"Kenny Dies" is the thirteenth episode of the fifth season of the animated television series South Park, and the 78th episode of the series overall. "Kenny Dies" originally aired in the United States on December 5, 2001 on Comedy Central and in the United Kingdom on April 20, 2002 on Sky One. In the episode, Cartman comes across a truckload of fetuses he cannot sell thanks to a recent government ruling on stem cell research. When Kenny is diagnosed with a terminal illness, Cartman uses it to lobby Congress to restore stem cell research.

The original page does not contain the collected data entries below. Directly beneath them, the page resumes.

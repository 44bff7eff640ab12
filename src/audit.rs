//! Per-visit audit trail, written as `log.xml` in the project root.

use std::path::Path;

use chrono::Utc;
use tracing::{info, warn};

use crate::error::{ExportError, Result};
use crate::model::{Cell, TableRows};
use crate::xml::XmlDoc;

#[derive(Debug, Clone, Copy, PartialEq, Eq)]
pub enum LogStatus {
    Info,
    Warning,
    Error,
    Complete,
}

impl LogStatus {
    pub fn as_str(&self) -> &'static str {
        match self {
            LogStatus::Info => "Info",
            LogStatus::Warning => "Warning",
            LogStatus::Error => "Error",
            LogStatus::Complete => "Complete",
        }
    }
}

#[derive(Debug, Clone, PartialEq)]
pub struct LogEntry {
    pub created: String,
    pub tool: String,
    /// Free text for rows carried over from the archive.
    pub status: String,
    pub dataset: Option<String>,
    pub kind: Option<String>,
    pub message: String,
}

#[derive(Debug, Clone, PartialEq)]
pub struct RunLog {
    tool: String,
    entries: Vec<LogEntry>,
    warnings: usize,
    failures: usize,
}

fn now() -> String {
    Utc::now().format("%Y-%m-%d %H:%M:%S%.6f").to_string()
}

impl RunLog {
    pub fn new(tool: impl Into<String>) -> Self {
        Self {
            tool: tool.into(),
            entries: Vec::new(),
            warnings: 0,
            failures: 0,
        }
    }

    /// Carries over the rows of the archive's own `Log` table
    /// (`TIMESTAMP`, `ToolName`, `Status`, `Message`), ahead of anything
    /// this run appends.
    pub fn import_archive_rows(&mut self, table: &TableRows) {
        let column = |row: &[Cell], name: &str| {
            table
                .column_index(name)
                .and_then(|i| row.get(i))
                .map(|c| c.to_string())
                .unwrap_or_default()
        };
        let carried: Vec<LogEntry> = table
            .rows
            .iter()
            .map(|row| LogEntry {
                created: column(row, "TIMESTAMP"),
                tool: column(row, "ToolName"),
                status: column(row, "Status"),
                dataset: None,
                kind: None,
                message: column(row, "Message"),
            })
            .collect();
        self.entries.splice(0..0, carried);
    }

    fn push(&mut self, status: LogStatus, dataset: Option<&str>, kind: Option<&str>, message: String) {
        self.entries.push(LogEntry {
            created: now(),
            tool: self.tool.clone(),
            status: status.as_str().to_string(),
            dataset: dataset.map(str::to_string),
            kind: kind.map(str::to_string),
            message,
        });
    }

    pub fn note(&mut self, dataset: Option<&str>, message: impl Into<String>) {
        let message = message.into();
        info!(dataset = dataset.unwrap_or(""), "{message}");
        self.push(LogStatus::Info, dataset, None, message);
    }

    pub fn warning(&mut self, dataset: Option<&str>, message: impl Into<String>) {
        let message = message.into();
        warn!(dataset = dataset.unwrap_or(""), "{message}");
        self.warnings += 1;
        self.push(LogStatus::Warning, dataset, None, message);
    }

    /// Records a caught error. Repair and derivation problems count as
    /// warnings, everything else as a failure.
    pub fn record_error(&mut self, dataset: &str, err: &ExportError) {
        let kind = err.kind();
        let status = match kind {
            crate::error::ErrorKind::DerivationFailed | crate::error::ErrorKind::RepairSkipped => {
                self.warnings += 1;
                LogStatus::Warning
            }
            _ => {
                self.failures += 1;
                LogStatus::Error
            }
        };
        warn!(dataset, kind = kind.as_str(), "{err}");
        self.push(status, Some(dataset), Some(kind.as_str()), err.to_string());
    }

    pub fn complete(&mut self, tool_name: &str, version: &str) {
        self.push(
            LogStatus::Complete,
            None,
            None,
            format!("Exported by {tool_name} version {version}"),
        );
    }

    pub fn entries(&self) -> &[LogEntry] {
        &self.entries
    }

    pub fn warnings(&self) -> usize {
        self.warnings
    }

    pub fn failures(&self) -> usize {
        self.failures
    }

    pub fn has_problems(&self) -> bool {
        self.warnings + self.failures > 0
    }

    /// Entries about one dataset.
    pub fn for_dataset<'a>(&'a self, dataset: &'a str) -> impl Iterator<Item = &'a LogEntry> {
        self.entries
            .iter()
            .filter(move |e| e.dataset.as_deref() == Some(dataset))
    }

    pub fn save(&self, path: &Path) -> Result<()> {
        let mut doc = XmlDoc::new();
        doc.start("Messages", &[])?;
        for entry in &self.entries {
            let mut attrs = vec![
                ("created", entry.created.as_str()),
                ("tool", entry.tool.as_str()),
                ("status", entry.status.as_str()),
            ];
            if let Some(dataset) = &entry.dataset {
                attrs.push(("dataset", dataset.as_str()));
            }
            if let Some(kind) = &entry.kind {
                attrs.push(("kind", kind.as_str()));
            }
            doc.text_element("Message", &attrs, &entry.message)?;
        }
        doc.end("Messages")?;
        doc.save(path)
    }
}

#[cfg(test)]
mod tests {
    use super::*;
    use std::fs;
    use tempfile::TempDir;

    #[test]
    fn test_archive_rows_come_first() {
        let mut log = RunLog::new("export");
        log.note(None, "Added WaterDepth raster on export");

        let mut table = TableRows::new(vec![
            "TIMESTAMP".into(),
            "ToolName".into(),
            "Status".into(),
            "Message".into(),
        ]);
        table.rows.push(vec![
            Cell::Text("2014-07-30 10:00:00".into()),
            Cell::Text("Topo Toolbar".into()),
            Cell::Text("Success".into()),
            Cell::Text("TIN created".into()),
        ]);
        log.import_archive_rows(&table);

        assert_eq!(log.entries()[0].tool, "Topo Toolbar");
        assert_eq!(log.entries()[0].message, "TIN created");
        assert_eq!(log.entries()[1].message, "Added WaterDepth raster on export");
    }

    #[test]
    fn test_error_classification() {
        let mut log = RunLog::new("export");
        log.record_error("QaQcTIN", &ExportError::conversion("QaQcTIN", "unreadable"));
        log.record_error(
            "bankfull_centerline",
            &ExportError::repair_skipped("bankfull_centerline", "2 features"),
        );
        assert_eq!(log.failures(), 1);
        assert_eq!(log.warnings(), 1);
        assert!(log.has_problems());
        let entry = log.for_dataset("QaQcTIN").next().unwrap();
        assert_eq!(entry.kind.as_deref(), Some("Conversion"));
        assert_eq!(entry.status, "Error");
    }

    #[test]
    fn test_save_writes_messages() {
        let temp = TempDir::new().unwrap();
        let mut log = RunLog::new("CHaMP Survey Data Project Export");
        log.warning(Some("breaklines"), "Enabled Z Values on Export");
        log.complete("CHaMP Survey Data Project Export", "0.2.0");
        let path = temp.path().join("log.xml");
        log.save(&path).unwrap();

        let xml = fs::read_to_string(path).unwrap();
        assert!(xml.contains("<Messages>"));
        assert!(xml.contains(r#"status="Warning" dataset="breaklines">Enabled Z Values on Export</Message>"#));
        assert!(xml.contains(
            r#"status="Complete">Exported by CHaMP Survey Data Project Export version 0.2.0</Message>"#
        ));
    }
}
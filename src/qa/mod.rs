//! Shared SQLite database receiving the rows of every QA table of a visit.

use std::fs;
use std::path::{Path, PathBuf};

use rusqlite::types::Value;
use rusqlite::{params_from_iter, Connection};
use tracing::debug;

use crate::error::{ExportError, Result};
use crate::model::{Cell, TableRows};

pub const QA_DB_FILE: &str = "SurveyQualityDB.sqlite";
pub const QA_DB_ID: &str = "SurveyQualityDB";

const SCHEMA: &str = include_str!("schema.sql");

pub struct QualityDatabase {
    conn: Connection,
    path: PathBuf,
}

fn quote(ident: &str) -> String {
    format!("\"{}\"", ident.replace('"', "\"\""))
}

fn to_value(cell: &Cell) -> Value {
    match cell {
        Cell::Null => Value::Null,
        Cell::Integer(v) => Value::Integer(*v),
        Cell::Real(v) => Value::Real(*v),
        Cell::Text(v) => Value::Text(v.clone()),
    }
}

impl QualityDatabase {
    /// Creates the database at `path`, from `template` when given.
    /// The embedded schema is applied either way; it only adds what is missing.
    pub fn create(path: &Path, template: Option<&Path>) -> Result<Self> {
        if let Some(template) = template {
            if !template.is_file() {
                return Err(ExportError::input_missing("QA database template", template));
            }
            fs::copy(template, path)?;
        }
        let conn = Connection::open(path)?;
        conn.execute_batch(SCHEMA)?;
        Ok(Self {
            conn,
            path: path.to_path_buf(),
        })
    }

    pub fn open(path: &Path) -> Result<Self> {
        let conn = Connection::open(path)?;
        Ok(Self {
            conn,
            path: path.to_path_buf(),
        })
    }

    pub fn path(&self) -> &Path {
        &self.path
    }

    pub fn set_info(&self, name: &str, value: &str) -> Result<()> {
        self.conn.execute(
            "INSERT INTO SurveyQualityInfo (Name, Value) VALUES (?1, ?2)
             ON CONFLICT(Name) DO UPDATE SET Value = excluded.Value",
            (name, value),
        )?;
        Ok(())
    }

    pub fn info(&self, name: &str) -> Result<Option<String>> {
        let mut stmt = self
            .conn
            .prepare("SELECT Value FROM SurveyQualityInfo WHERE Name = ?1")?;
        let mut rows = stmt.query([name])?;
        match rows.next()? {
            Some(row) => Ok(row.get(0)?),
            None => Ok(None),
        }
    }

    /// Column names of `table`; empty when the table does not exist.
    pub fn table_columns(&self, table: &str) -> Result<Vec<String>> {
        let mut stmt = self
            .conn
            .prepare(&format!("PRAGMA table_info({})", quote(table)))?;
        let columns = stmt
            .query_map([], |row| row.get::<_, String>(1))?
            .collect::<std::result::Result<Vec<_>, _>>()?;
        Ok(columns)
    }

    pub fn row_count(&self, table: &str) -> Result<i64> {
        let count = self.conn.query_row(
            &format!("SELECT COUNT(*) FROM {}", quote(table)),
            [],
            |row| row.get(0),
        )?;
        Ok(count)
    }

    /// Appends all rows of `rows` into `table` in one transaction, creating
    /// the table or adding the columns it lacks first.
    pub fn append_table(&mut self, table: &str, rows: &TableRows) -> Result<usize> {
        if rows.columns.is_empty() {
            debug!(table, "no exportable QA columns");
            return Ok(0);
        }
        let existing = self.table_columns(table)?;
        let tx = self.conn.transaction()?;

        if existing.is_empty() {
            let columns: Vec<String> = rows.columns.iter().map(|c| quote(c)).collect();
            tx.execute_batch(&format!(
                "CREATE TABLE {} ({})",
                quote(table),
                columns.join(", ")
            ))?;
        } else {
            for column in rows.columns.iter().filter(|c| !existing.contains(c)) {
                debug!(table, column = column.as_str(), "adding QA column");
                tx.execute_batch(&format!(
                    "ALTER TABLE {} ADD COLUMN {}",
                    quote(table),
                    quote(column)
                ))?;
            }
        }

        {
            let columns: Vec<String> = rows.columns.iter().map(|c| quote(c)).collect();
            let placeholders = vec!["?"; columns.len()].join(", ");
            let sql = format!(
                "INSERT INTO {} ({}) VALUES ({})",
                quote(table),
                columns.join(", "),
                placeholders
            );
            let mut stmt = tx.prepare(&sql)?;
            for row in &rows.rows {
                stmt.execute(params_from_iter(row.iter().map(to_value)))?;
            }
        }

        tx.execute(
            "INSERT INTO ExportedTables (TableName, RowCount, ExportedAt) VALUES (?1, ?2, ?3)
             ON CONFLICT(TableName) DO UPDATE SET RowCount = RowCount + excluded.RowCount,
                                                ExportedAt = excluded.ExportedAt",
            (
                table,
                rows.rows.len() as i64,
                chrono::Utc::now().to_rfc3339(),
            ),
        )?;
        tx.commit()?;
        Ok(rows.rows.len())
    }
}

#[cfg(test)]
mod tests {
    use super::*;
    use tempfile::TempDir;

    fn qa_rows() -> TableRows {
        let mut rows = TableRows::new(vec!["Name".into(), "Value".into()]);
        rows.rows.push(vec![Cell::Text("rmse".into()), Cell::Real(0.05)]);
        rows.rows.push(vec![Cell::Text("count".into()), Cell::Integer(1200)]);
        rows
    }

    #[test]
    fn test_append_creates_table() {
        let temp = TempDir::new().unwrap();
        let mut db = QualityDatabase::create(&temp.path().join(QA_DB_FILE), None).unwrap();

        assert_eq!(db.append_table("QaQcTIN", &qa_rows()).unwrap(), 2);
        assert_eq!(db.row_count("QaQcTIN").unwrap(), 2);
        assert_eq!(db.table_columns("QaQcTIN").unwrap(), vec!["Name", "Value"]);
    }

    #[test]
    fn test_append_without_columns_is_a_no_op() {
        let temp = TempDir::new().unwrap();
        let mut db = QualityDatabase::create(&temp.path().join(QA_DB_FILE), None).unwrap();

        let mut only_derived = TableRows::new(vec!["OBJECTID".into()]);
        only_derived.rows.push(vec![Cell::Integer(1)]);
        let rows = only_derived.without_derived();

        assert_eq!(db.append_table("QaQcVector", &rows).unwrap(), 0);
        assert!(db.table_columns("QaQcVector").unwrap().is_empty());
    }

    #[test]
    fn test_append_adds_missing_columns() {
        let temp = TempDir::new().unwrap();
        let mut db = QualityDatabase::create(&temp.path().join(QA_DB_FILE), None).unwrap();
        db.append_table("QaQcPoints", &qa_rows()).unwrap();

        let mut more = TableRows::new(vec!["Name".into(), "Flag".into()]);
        more.rows.push(vec![Cell::Text("x".into()), Cell::Null]);
        db.append_table("QaQcPoints", &more).unwrap();

        assert_eq!(
            db.table_columns("QaQcPoints").unwrap(),
            vec!["Name", "Value", "Flag"]
        );
        assert_eq!(db.row_count("QaQcPoints").unwrap(), 3);
    }

    #[test]
    fn test_template_is_copied() {
        let temp = TempDir::new().unwrap();
        let template = temp.path().join("template.sqlite");
        {
            let conn = Connection::open(&template).unwrap();
            conn.execute_batch("CREATE TABLE CrewFeedback (Comment TEXT);")
                .unwrap();
        }
        let db = QualityDatabase::create(&temp.path().join(QA_DB_FILE), Some(&template)).unwrap();
        assert_eq!(db.table_columns("CrewFeedback").unwrap(), vec!["Comment"]);
        db.set_info("Visit", "1234").unwrap();
        db.set_info("Visit", "1235").unwrap();
        assert_eq!(db.info("Visit").unwrap().as_deref(), Some("1235"));
    }

    #[test]
    fn test_missing_template_is_input_missing() {
        let temp = TempDir::new().unwrap();
        let result = QualityDatabase::create(
            &temp.path().join(QA_DB_FILE),
            Some(&temp.path().join("nope.sqlite")),
        );
        assert!(matches!(result, Err(ExportError::InputMissing { .. })));
    }
}
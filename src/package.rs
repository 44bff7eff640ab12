use std::fs::{self, File};
use std::io;
use std::path::Path;

use tracing::info;
use zip::write::SimpleFileOptions;
use zip::{CompressionMethod, ZipWriter};

use crate::error::Result;
use crate::model::manifest_path;

/// Zips every file under `source` into `target`, entries relative to
/// `source`. Returns the number of files written.
pub fn zip_directory(source: &Path, target: &Path) -> Result<usize> {
    let file = File::create(target)?;
    let mut zip = ZipWriter::new(file);
    let options = SimpleFileOptions::default().compression_method(CompressionMethod::Deflated);

    let mut count = 0;
    add_dir(&mut zip, source, source, options, &mut count)?;
    zip.finish()?;

    info!(target = %target.display(), files = count, "project packaged");
    Ok(count)
}

fn add_dir(
    zip: &mut ZipWriter<File>,
    root: &Path,
    dir: &Path,
    options: SimpleFileOptions,
    count: &mut usize,
) -> Result<()> {
    let mut entries: Vec<_> = fs::read_dir(dir)?.collect::<io::Result<_>>()?;
    entries.sort_by_key(|e| e.file_name());

    for entry in entries {
        let path = entry.path();
        let name = path
            .strip_prefix(root)
            .map(manifest_path)
            .unwrap_or_else(|_| entry.file_name().to_string_lossy().into_owned());
        if path.is_dir() {
            zip.add_directory(format!("{name}/"), options)?;
            add_dir(zip, root, &path, options, count)?;
        } else {
            zip.start_file(name, options)?;
            let mut reader = File::open(&path)?;
            io::copy(&mut reader, zip)?;
            *count += 1;
        }
    }
    Ok(())
}

#[cfg(test)]
mod tests {
    use super::*;
    use std::io::Read;
    use tempfile::TempDir;

    #[test]
    fn test_zip_directory() {
        let temp = TempDir::new().unwrap();
        let project = temp.path().join("project");
        fs::create_dir_all(project.join("Inputs")).unwrap();
        fs::write(project.join("project.rs.xml"), b"<Project/>").unwrap();
        fs::write(project.join("Inputs").join("ChannelUnits.csv"), b"a,b").unwrap();

        let target = temp.path().join("project.zip");
        assert_eq!(zip_directory(&project, &target).unwrap(), 2);

        let mut archive = zip::ZipArchive::new(File::open(&target).unwrap()).unwrap();
        let mut csv = String::new();
        archive
            .by_name("Inputs/ChannelUnits.csv")
            .unwrap()
            .read_to_string(&mut csv)
            .unwrap();
        assert_eq!(csv, "a,b");
    }
}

The episode was written and directed by series co-creator Trey Parker and is rated TV-MA in the United States, except on syndicated broadcasts and post-2017 reruns on Comedy Central, where the episode is instead rated TV-14. The gag of Kenny dying in almost every episode was dropped after this episode, and he did not reappear bodily until "Red Sleigh Down." This was the final appearance of the "4th Grade" title sequence, which was first seen in "4th Grade." On the DVD commentary for the episode, Parker and Matt Stone state that they had originally planned to kill Kyle off for a year, but decided to kill Kenny instead as they were running out of original ways to kill him.

Plot
The episode begins in an abortion clinic with a woman giving her permission for doctors to use her aborted fetus for stem cell research. However, the truck transporting the fetuses to a medical research facility is destroyed in an accident. Its cargo is noticed and subsequently stolen by Cartman (riding his bike and singing Sheena Easton's "Morning Train"), who intends to resell the fetuses for a tremendous profit. This goal leads him to call various institutions in the style of a fast-talking agent, with the famous recurring line, "you're breaking my balls here", finally landing a deal with a government organization. To his dismay, the government puts a ban on stem cell research immediately afterward.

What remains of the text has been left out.